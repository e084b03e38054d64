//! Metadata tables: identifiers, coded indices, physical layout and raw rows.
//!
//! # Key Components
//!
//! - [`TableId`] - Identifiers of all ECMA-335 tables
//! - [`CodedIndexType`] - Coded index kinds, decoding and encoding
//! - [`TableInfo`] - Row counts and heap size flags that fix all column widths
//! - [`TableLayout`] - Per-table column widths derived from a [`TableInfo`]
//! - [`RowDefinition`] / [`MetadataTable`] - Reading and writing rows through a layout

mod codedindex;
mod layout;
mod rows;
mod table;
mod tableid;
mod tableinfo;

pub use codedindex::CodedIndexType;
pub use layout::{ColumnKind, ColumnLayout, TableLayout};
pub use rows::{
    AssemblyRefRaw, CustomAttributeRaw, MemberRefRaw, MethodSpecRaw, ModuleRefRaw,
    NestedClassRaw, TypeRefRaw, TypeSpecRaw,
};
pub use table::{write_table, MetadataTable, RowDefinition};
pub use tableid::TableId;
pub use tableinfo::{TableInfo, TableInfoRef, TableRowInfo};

::::::::::

__WHAT THIS TASK INVOLVES__:
What you return must be the entries, given again word for word.

__TASK OUTPUT__:
repository e084b03e38054d64
//! Metadata tables: identifiers, coded indices, physical layout and raw rows.
//!
//! # Key Components
//!
//! - [`TableId`] - Identifiers of all ECMA-335 tables
//! - [`CodedIndexType`] - Coded index kinds, decoding and encoding
//! - [`TableInfo`] - Row counts and heap size flags that fix all column widths
//! - [`TableLayout`] - Per-table column widths derived from a [`TableInfo`]
//! - [`RowDefinition`] / [`MetadataTable`] - Reading and writing rows through a layout

mod codedindex;
mod layout;
mod rows;
mod table;
mod tableid;
mod tableinfo;

pub use codedindex::CodedIndexType;
pub use layout::{ColumnKind, ColumnLayout, TableLayout};
pub use rows::{
    AssemblyRefRaw, CustomAttributeRaw, MemberRefRaw, MethodSpecRaw, ModuleRefRaw,
    NestedClassRaw, TypeRefRaw, TypeSpecRaw,
};
pub use table::{write_table, MetadataTable, RowDefinition};
pub use tableid::TableId;
pub use tableinfo::{TableInfo, TableInfoRef, TableRowInfo};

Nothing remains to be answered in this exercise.